Nobel laureate Geoffrey Hinton believes that before they surpass human intelligence, we have to develop AIs that can care for us like a mother cares for her child
While co-existing with artificial intelligence (AI) is inevitable, humans must design systems that “can’t bear the sight of us suffering”, said Geoffrey Hinton, who is widely known as the “godfather of AI”, during a fireside chat at 2025 Hong Kong FinTech Week.
This year, Hong Kong FinTech Week partnered with the StartmeupHK Festival for its 10th anniversary, bringing together more than 45,000 visitors from Hong Kong, mainland China and beyond to explore the future of finance and technology.
A two-day conference at the Hong Kong Convention and Exhibition Centre set the stage, featuring panels on policy, insurtech, digital assets and more, alongside lounges for networking and deal-making. Industry leaders spoke about topics including AI safety, China’s position in the tech race and the future of digital assets. Here are the key takeaways.

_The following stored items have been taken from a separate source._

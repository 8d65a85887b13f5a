use serde_json::{Map, Value};
use std::collections::HashSet;

/// One table row: column name to scalar value, in insertion order
pub type Row = Map<String, Value>;

/// Row-oriented table with a tolerant schema
#[derive(Debug, Clone, Default, PartialEq)]
pub struct Table {
    /// Union of all row keys, in first-seen order
    columns: Vec<String>,

    /// Rows; missing keys are nulls
    rows: Vec<Row>,
}

impl Table {
    /// Create an empty table
    pub fn new() -> Self {
        Self::default()
    }

    /// Build a table from rows, deriving the column set
    pub fn from_rows(rows: Vec<Row>) -> Self {
        let mut table = Self::new();
        for row in rows {
            table.push_row(row);
        }
        table
    }

    /// Build a table with a fixed column order (e.g. a CSV header)
    pub fn with_columns(columns: Vec<String>, rows: Vec<Row>) -> Self {
        let mut table = Self {
            columns,
            rows: Vec::with_capacity(rows.len()),
        };
        for row in rows {
            table.push_row(row);
        }
        table
    }

    /// Append a row, extending the column set with any new keys
    pub fn push_row(&mut self, row: Row) {
        let known: HashSet<&str> = self.columns.iter().map(String::as_str).collect();
        let new_columns: Vec<String> = row
            .keys()
            .filter(|k| !known.contains(k.as_str()))
            .cloned()
            .collect();
        self.columns.extend(new_columns);
        self.rows.push(row);
    }

    pub fn columns(&self) -> &[String] {
        &self.columns
    }

    pub fn rows(&self) -> &[Row] {
        &self.rows
    }

    pub fn len(&self) -> usize {
        self.rows.len()
    }

    pub fn is_empty(&self) -> bool {
        self.rows.is_empty()
    }

    pub fn has_column(&self, name: &str) -> bool {
        self.columns.iter().any(|c| c == name)
    }

    /// Cell value; `None` for missing keys and explicit nulls alike
    pub fn get(&self, row: usize, column: &str) -> Option<&Value> {
        self.rows
            .get(row)
            .and_then(|r| r.get(column))
            .filter(|v| !v.is_null())
    }

    /// All cells of a column, one per row
    pub fn column(&self, name: &str) -> Vec<Option<&Value>> {
        (0..self.rows.len()).map(|i| self.get(i, name)).collect()
    }

    /// Non-null cells of a column
    pub fn non_null(&self, name: &str) -> Vec<&Value> {
        self.column(name).into_iter().flatten().collect()
    }

    /// Copy of this table without `name`
    pub fn drop_column(&self, name: &str) -> Table {
        let columns = self.columns.iter().filter(|c| *c != name).cloned().collect();
        let rows = self
            .rows
            .iter()
            .map(|row| {
                let mut row = row.clone();
                row.remove(name);
                row
            })
            .collect();
        Table { columns, rows }
    }

    /// Rows selected by index, preserving the column order
    pub fn select_rows(&self, indices: &[usize]) -> Table {
        Table {
            columns: self.columns.clone(),
            rows: indices
                .iter()
                .filter_map(|&i| self.rows.get(i).cloned())
                .collect(),
        }
    }
}
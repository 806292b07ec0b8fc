use chrono::{DateTime, Utc};
use serde::{Deserialize, Serialize};
use sqlx::prelude::FromRow;
use utoipa::{IntoParams, ToSchema};
use uuid::Uuid;
use validator::Validate;

/// A reusable lesson blueprint. `use_count` drives the list ordering so
/// frequently applied templates surface first.
#[derive(Debug, Serialize, Deserialize, FromRow, ToSchema)]
pub struct Template {
    pub id: Uuid,
    pub user_id: Uuid,
    pub name: String,
    pub subject: String,
    pub topic: String,
    pub objective: String,
    pub curriculum_reference: String,
    pub educational_standards: String,
    pub key_terms: String,
    pub notes: String,
    pub teaching_units: i32,
    pub use_count: i32,
    pub created_at: DateTime<Utc>,
}

#[derive(Debug, Deserialize, Validate, ToSchema)]
pub struct CreateTemplateDto {
    #[validate(length(min = 1, message = "name must not be empty"))]
    pub name: String,
    #[validate(length(min = 1, message = "subject must not be empty"))]
    pub subject: String,
    #[validate(length(min = 1, message = "topic must not be empty"))]
    pub topic: String,
    #[serde(default)]
    pub objective: String,
    #[serde(default)]
    pub curriculum_reference: String,
    #[serde(default)]
    pub educational_standards: String,
    #[serde(default)]
    pub key_terms: String,
    #[serde(default)]
    pub notes: String,
    #[serde(default = "default_teaching_units")]
    pub teaching_units: i32,
}

fn default_teaching_units() -> i32 {
    1
}

#[derive(Debug, Deserialize, IntoParams)]
pub struct TemplateQueryParams {
    pub subject: Option<String>,
}
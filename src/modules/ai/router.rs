use axum::{Router, routing::post};

use crate::state::AppState;

use super::controller::{generate_material, get_suggestions};

pub fn init_ai_router() -> Router<AppState> {
    Router::new()
        .route("/suggestions", post(get_suggestions))
        .route("/material", post(generate_material))
}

Can AI genuinely care for us?
Within 20 years, AI could surpass human intelligence, said Hinton, who received the Nobel Prize in Physics in 2024 for his work on machine learning. He explained that its learning capability far outpaces humans, absorbing vast amounts of information across the internet in mere seconds or minutes.
“Once AIs are talking to each other, they’ll develop more efficient languages—and we won’t have a clue what they’re saying to each other,” he warned. “That’s already quite scary.” When machines outsmart humans, he added, it’ll be like “a class of three-year-olds being in charge of an adult”. Controlling them becomes exponentially harder.

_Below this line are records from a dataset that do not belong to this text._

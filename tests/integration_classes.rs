mod common;

use axum::body::Body;
use axum::http::{Request, StatusCode};
use common::{create_test_user, generate_unique_email};
use http_body_util::BodyExt;
use planed::config::cors::CorsConfig;
use planed::config::external::ExternalApiConfig;
use planed::config::invitation::InvitationConfig;
use planed::config::jwt::JwtConfig;
use planed::router::init_router;
use planed::state::AppState;
use serde_json::json;
use sqlx::PgPool;
use tower::ServiceExt;

async fn setup_test_app(pool: PgPool) -> axum::Router {
    dotenvy::dotenv().ok();
    let state = AppState {
        db: pool,
        jwt_config: JwtConfig::from_env(),
        invitation_config: InvitationConfig::from_env(),
        cors_config: CorsConfig::from_env(),
        external_config: ExternalApiConfig::from_env(),
    };
    init_router(state)
}

async fn get_auth_token(app: &axum::Router, email: &str, password: &str) -> String {
    let request = Request::builder()
        .method("POST")
        .uri("/api/auth/login")
        .header("content-type", "application/json")
        .body(Body::from(
            serde_json::to_string(&json!({
                "email": email,
                "password": password
            }))
            .unwrap(),
        ))
        .unwrap();

    let response = app.clone().oneshot(request).await.unwrap();
    assert_eq!(response.status(), StatusCode::OK);

    let body = response.into_body().collect().await.unwrap().to_bytes();
    let body: serde_json::Value = serde_json::from_slice(&body).unwrap();
    body["access_token"].as_str().unwrap().to_string()
}

async fn post_json(
    app: &axum::Router,
    uri: &str,
    token: &str,
    payload: serde_json::Value,
) -> (StatusCode, serde_json::Value) {
    let request = Request::builder()
        .method("POST")
        .uri(uri)
        .header("content-type", "application/json")
        .header("authorization", format!("Bearer {token}"))
        .body(Body::from(serde_json::to_string(&payload).unwrap()))
        .unwrap();

    let response = app.clone().oneshot(request).await.unwrap();
    let status = response.status();
    let body = response.into_body().collect().await.unwrap().to_bytes();
    let body = serde_json::from_slice(&body).unwrap_or(serde_json::Value::Null);
    (status, body)
}

async fn create_school_year(app: &axum::Router, token: &str) -> serde_json::Value {
    let (status, body) = post_json(
        app,
        "/api/school-years",
        token,
        json!({
            "name": "2025/2026",
            "semester": "1. Halbjahr",
            "start_date": "2025-08-18",
            "end_date": "2026-01-30"
        }),
    )
    .await;
    assert_eq!(status, StatusCode::CREATED);
    body
}

#[sqlx::test(migrations = "./migrations")]
async fn test_classes_require_token(pool: PgPool) {
    let app = setup_test_app(pool.clone()).await;

    let request = Request::builder()
        .method("GET")
        .uri("/api/classes")
        .body(Body::empty())
        .unwrap();

    let response = app.oneshot(request).await.unwrap();

    assert_eq!(response.status(), StatusCode::UNAUTHORIZED);
}

#[sqlx::test(migrations = "./migrations")]
async fn test_create_and_list_classes(pool: PgPool) {
    let mut tx = pool.begin().await.unwrap();
    let email = generate_unique_email();
    create_test_user(&mut tx, &email, "sicher123").await;
    tx.commit().await.unwrap();

    let app = setup_test_app(pool.clone()).await;
    let token = get_auth_token(&app, &email, "sicher123").await;
    let year = create_school_year(&app, &token).await;

    let (status, class) = post_json(
        &app,
        "/api/classes",
        &token,
        json!({
            "name": "8a",
            "subject": "Mathematik",
            "school_year_id": year["id"],
            "hours_per_week": 4,
            "schedule": {"monday": [1, 2], "thursday": [3, 4]}
        }),
    )
    .await;
    assert_eq!(status, StatusCode::CREATED);
    assert_eq!(class["name"], "8a");
    assert_eq!(class["subject"], "Mathematik");
    assert_eq!(class["hours_per_week"], 4);

    let request = Request::builder()
        .method("GET")
        .uri(format!("/api/classes?school_year_id={}", year["id"].as_str().unwrap()).as_str())
        .header("authorization", format!("Bearer {token}"))
        .body(Body::empty())
        .unwrap();

    let response = app.oneshot(request).await.unwrap();
    assert_eq!(response.status(), StatusCode::OK);

    let body = response.into_body().collect().await.unwrap().to_bytes();
    let body: serde_json::Value = serde_json::from_slice(&body).unwrap();
    let classes = body.as_array().unwrap();
    assert_eq!(classes.len(), 1);
    assert_eq!(classes[0]["schedule"]["monday"], json!([1, 2]));
}

#[sqlx::test(migrations = "./migrations")]
async fn test_classes_are_owner_scoped(pool: PgPool) {
    let mut tx = pool.begin().await.unwrap();
    let email_a = generate_unique_email();
    let email_b = generate_unique_email();
    create_test_user(&mut tx, &email_a, "sicher123").await;
    create_test_user(&mut tx, &email_b, "sicher123").await;
    tx.commit().await.unwrap();

    let app = setup_test_app(pool.clone()).await;
    let token_a = get_auth_token(&app, &email_a, "sicher123").await;
    let token_b = get_auth_token(&app, &email_b, "sicher123").await;

    let year = create_school_year(&app, &token_a).await;
    let (status, _) = post_json(
        &app,
        "/api/classes",
        &token_a,
        json!({
            "name": "7b",
            "subject": "Deutsch",
            "school_year_id": year["id"]
        }),
    )
    .await;
    assert_eq!(status, StatusCode::CREATED);

    let request = Request::builder()
        .method("GET")
        .uri("/api/classes")
        .header("authorization", format!("Bearer {token_b}"))
        .body(Body::empty())
        .unwrap();

    let response = app.oneshot(request).await.unwrap();
    assert_eq!(response.status(), StatusCode::OK);

    let body = response.into_body().collect().await.unwrap().to_bytes();
    let body: serde_json::Value = serde_json::from_slice(&body).unwrap();
    assert!(body.as_array().unwrap().is_empty());
}

#[sqlx::test(migrations = "./migrations")]
async fn test_delete_class(pool: PgPool) {
    let mut tx = pool.begin().await.unwrap();
    let email = generate_unique_email();
    create_test_user(&mut tx, &email, "sicher123").await;
    tx.commit().await.unwrap();

    let app = setup_test_app(pool.clone()).await;
    let token = get_auth_token(&app, &email, "sicher123").await;
    let year = create_school_year(&app, &token).await;

    let (status, class) = post_json(
        &app,
        "/api/classes",
        &token,
        json!({
            "name": "9c",
            "subject": "Mathematik",
            "school_year_id": year["id"]
        }),
    )
    .await;
    assert_eq!(status, StatusCode::CREATED);

    let request = Request::builder()
        .method("DELETE")
        .uri(format!("/api/classes/{}", class["id"].as_str().unwrap()).as_str())
        .header("authorization", format!("Bearer {token}"))
        .body(Body::empty())
        .unwrap();

    let response = app.clone().oneshot(request).await.unwrap();
    assert_eq!(response.status(), StatusCode::NO_CONTENT);

    let request = Request::builder()
        .method("GET")
        .uri("/api/classes")
        .header("authorization", format!("Bearer {token}"))
        .body(Body::empty())
        .unwrap();

    let response = app.oneshot(request).await.unwrap();
    let body = response.into_body().collect().await.unwrap().to_bytes();
    let body: serde_json::Value = serde_json::from_slice(&body).unwrap();
    assert!(body.as_array().unwrap().is_empty());
}
//! Feature modules, one per domain entity or endpoint group. Each module
//! follows the same structure: `model.rs` (entities and DTOs), `service.rs`
//! (business logic), `controller.rs` (HTTP handlers), `router.rs`.

pub mod ai;
pub mod auth;
pub mod classes;
pub mod comments;
pub mod curriculum;
pub mod documents;
pub mod export;
pub mod history;
pub mod holidays;
pub mod lessons;
pub mod notifications;
pub mod research;
pub mod school_years;
pub mod search;
pub mod shares;
pub mod statistics;
pub mod templates;
pub mod todos;
pub mod workplan;
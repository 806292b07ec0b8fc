use sqlx::PgPool;
use tracing::instrument;
use uuid::Uuid;

use crate::config::invitation::InvitationConfig;
use crate::config::jwt::JwtConfig;
use crate::utils::errors::AppError;
use crate::utils::jwt::create_access_token;
use crate::utils::password::{hash_password, verify_password};

use super::model::{LoginDto, RegisterDto, TokenResponse, User, UserSettingsDto};

pub struct AuthService;

impl AuthService {
    #[instrument(skip(dto, jwt_config, invitation_config))]
    pub async fn register(
        db: &PgPool,
        dto: RegisterDto,
        jwt_config: &JwtConfig,
        invitation_config: &InvitationConfig,
    ) -> Result<TokenResponse, AppError> {
        if dto.invitation_code != invitation_config.code {
            return Err(AppError::forbidden(anyhow::anyhow!(
                "Ungültiger Einladungs-Code"
            )));
        }

        let existing = sqlx::query_scalar::<_, Uuid>("SELECT id FROM users WHERE email = $1")
            .bind(&dto.email)
            .fetch_optional(db)
            .await?;

        if existing.is_some() {
            return Err(AppError::bad_request(anyhow::anyhow!(
                "E-Mail bereits registriert"
            )));
        }

        let hashed_password = hash_password(&dto.password)?;

        let user = sqlx::query_as::<_, User>(
            "INSERT INTO users (email, password, name)
             VALUES ($1, $2, $3)
             RETURNING id, email, name, bundesland, theme, created_at",
        )
        .bind(&dto.email)
        .bind(&hashed_password)
        .bind(&dto.name)
        .fetch_one(db)
        .await
        .map_err(|e| {
            if let sqlx::Error::Database(db_err) = &e
                && db_err.is_unique_violation()
            {
                AppError::bad_request(anyhow::anyhow!("E-Mail bereits registriert"))
            } else {
                AppError::internal(e)
            }
        })?;

        let access_token = create_access_token(user.id, &user.email, jwt_config)?;

        Ok(TokenResponse {
            access_token,
            token_type: "bearer".to_string(),
            user,
        })
    }

    #[instrument(skip(dto, jwt_config))]
    pub async fn login(
        db: &PgPool,
        dto: LoginDto,
        jwt_config: &JwtConfig,
    ) -> Result<TokenResponse, AppError> {
        #[derive(sqlx::FromRow)]
        struct UserWithPassword {
            id: Uuid,
            email: String,
            name: String,
            bundesland: String,
            theme: String,
            created_at: chrono::DateTime<chrono::Utc>,
            password: String,
        }

        let row = sqlx::query_as::<_, UserWithPassword>(
            "SELECT id, email, name, bundesland, theme, created_at, password
             FROM users WHERE email = $1",
        )
        .bind(&dto.email)
        .fetch_optional(db)
        .await?
        .ok_or_else(|| AppError::unauthorized(anyhow::anyhow!("Invalid credentials")))?;

        if !verify_password(&dto.password, &row.password)? {
            return Err(AppError::unauthorized(anyhow::anyhow!(
                "Invalid credentials"
            )));
        }

        let access_token = create_access_token(row.id, &row.email, jwt_config)?;

        Ok(TokenResponse {
            access_token,
            token_type: "bearer".to_string(),
            user: User {
                id: row.id,
                email: row.email,
                name: row.name,
                bundesland: row.bundesland,
                theme: row.theme,
                created_at: row.created_at,
            },
        })
    }

    #[instrument]
    pub async fn get_me(db: &PgPool, user_id: Uuid) -> Result<User, AppError> {
        sqlx::query_as::<_, User>(
            "SELECT id, email, name, bundesland, theme, created_at FROM users WHERE id = $1",
        )
        .bind(user_id)
        .fetch_optional(db)
        .await?
        .ok_or_else(|| AppError::not_found(anyhow::anyhow!("User not found")))
    }

    #[instrument(skip(dto))]
    pub async fn update_settings(
        db: &PgPool,
        user_id: Uuid,
        dto: UserSettingsDto,
    ) -> Result<User, AppError> {
        let existing = Self::get_me(db, user_id).await?;

        sqlx::query_as::<_, User>(
            "UPDATE users SET name = $1, bundesland = $2, theme = $3
             WHERE id = $4
             RETURNING id, email, name, bundesland, theme, created_at",
        )
        .bind(dto.name.unwrap_or(existing.name))
        .bind(dto.bundesland.unwrap_or(existing.bundesland))
        .bind(dto.theme.unwrap_or(existing.theme))
        .bind(user_id)
        .fetch_one(db)
        .await
        .map_err(AppError::internal)
    }
}

#[cfg(test)]
mod tests {
    use super::*;
    use axum::http::StatusCode;

    fn test_jwt_config() -> JwtConfig {
        JwtConfig {
            secret: "test-secret".to_string(),
            token_expiry_secs: 3600,
        }
    }

    fn test_invitation_config() -> InvitationConfig {
        InvitationConfig {
            code: "LASP2026".to_string(),
        }
    }

    fn register_dto(email: &str) -> RegisterDto {
        RegisterDto {
            email: email.to_string(),
            password: "geheim123".to_string(),
            name: "Maria Muster".to_string(),
            invitation_code: "LASP2026".to_string(),
        }
    }

    #[sqlx::test(migrations = "./migrations")]
    async fn test_register_returns_token_and_defaults(pool: PgPool) {
        let response = AuthService::register(
            &pool,
            register_dto("maria@schule.de"),
            &test_jwt_config(),
            &test_invitation_config(),
        )
        .await
        .unwrap();

        assert!(!response.access_token.is_empty());
        assert_eq!(response.token_type, "bearer");
        assert_eq!(response.user.email, "maria@schule.de");
        assert_eq!(response.user.bundesland, "rheinland-pfalz");
        assert_eq!(response.user.theme, "dark");
    }

    #[sqlx::test(migrations = "./migrations")]
    async fn test_register_rejects_wrong_invitation_code(pool: PgPool) {
        let mut dto = register_dto("maria@schule.de");
        dto.invitation_code = "FALSCH".to_string();

        let err = AuthService::register(&pool, dto, &test_jwt_config(), &test_invitation_config())
            .await
            .unwrap_err();

        assert_eq!(err.status, StatusCode::FORBIDDEN);
        assert_eq!(err.error.to_string(), "Ungültiger Einladungs-Code");
    }

    #[sqlx::test(migrations = "./migrations")]
    async fn test_register_rejects_duplicate_email(pool: PgPool) {
        AuthService::register(
            &pool,
            register_dto("maria@schule.de"),
            &test_jwt_config(),
            &test_invitation_config(),
        )
        .await
        .unwrap();

        let err = AuthService::register(
            &pool,
            register_dto("maria@schule.de"),
            &test_jwt_config(),
            &test_invitation_config(),
        )
        .await
        .unwrap_err();

        assert_eq!(err.status, StatusCode::BAD_REQUEST);
        assert_eq!(err.error.to_string(), "E-Mail bereits registriert");
    }

    #[sqlx::test(migrations = "./migrations")]
    async fn test_login_with_valid_credentials(pool: PgPool) {
        AuthService::register(
            &pool,
            register_dto("maria@schule.de"),
            &test_jwt_config(),
            &test_invitation_config(),
        )
        .await
        .unwrap();

        let response = AuthService::login(
            &pool,
            LoginDto {
                email: "maria@schule.de".to_string(),
                password: "geheim123".to_string(),
            },
            &test_jwt_config(),
        )
        .await
        .unwrap();

        assert_eq!(response.user.name, "Maria Muster");
    }

    #[sqlx::test(migrations = "./migrations")]
    async fn test_login_rejects_wrong_password(pool: PgPool) {
        AuthService::register(
            &pool,
            register_dto("maria@schule.de"),
            &test_jwt_config(),
            &test_invitation_config(),
        )
        .await
        .unwrap();

        let err = AuthService::login(
            &pool,
            LoginDto {
                email: "maria@schule.de".to_string(),
                password: "falsch".to_string(),
            },
            &test_jwt_config(),
        )
        .await
        .unwrap_err();

        assert_eq!(err.status, StatusCode::UNAUTHORIZED);
    }

    #[sqlx::test(migrations = "./migrations")]
    async fn test_login_rejects_unknown_email(pool: PgPool) {
        let err = AuthService::login(
            &pool,
            LoginDto {
                email: "niemand@schule.de".to_string(),
                password: "geheim123".to_string(),
            },
            &test_jwt_config(),
        )
        .await
        .unwrap_err();

        assert_eq!(err.status, StatusCode::UNAUTHORIZED);
    }

    #[sqlx::test(migrations = "./migrations")]
    async fn test_update_settings_is_partial(pool: PgPool) {
        let registered = AuthService::register(
            &pool,
            register_dto("maria@schule.de"),
            &test_jwt_config(),
            &test_invitation_config(),
        )
        .await
        .unwrap();

        let updated = AuthService::update_settings(
            &pool,
            registered.user.id,
            UserSettingsDto {
                name: None,
                bundesland: Some("bayern".to_string()),
                theme: None,
            },
        )
        .await
        .unwrap();

        assert_eq!(updated.name, "Maria Muster");
        assert_eq!(updated.bundesland, "bayern");
        assert_eq!(updated.theme, "dark");
    }
}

To prevent this, Hinton said humanity needs to discover mechanisms where “a less smart thing controls a more smart thing”, just as babies instinctively shape caregivers’ behaviour when they are in distress. “We don’t yet know how to do that,” he said, “but it’s an urgent research problem” because the future of humanity depends on it.
Hinton, whose work in neural networks and machine learning has laid the foundation for modern AI, also stressed that while AI leaders may publicly welcome regulation, market pressure forces them to stay ahead, making meaningful safety measures unlikely without government intervention. “The only thing that can force safety is governments,” he said, “and they won’t act if they’re only pushed in one direction by AI companies. Governments have to be pushed in the other direction by the public,” citing climate change as an example.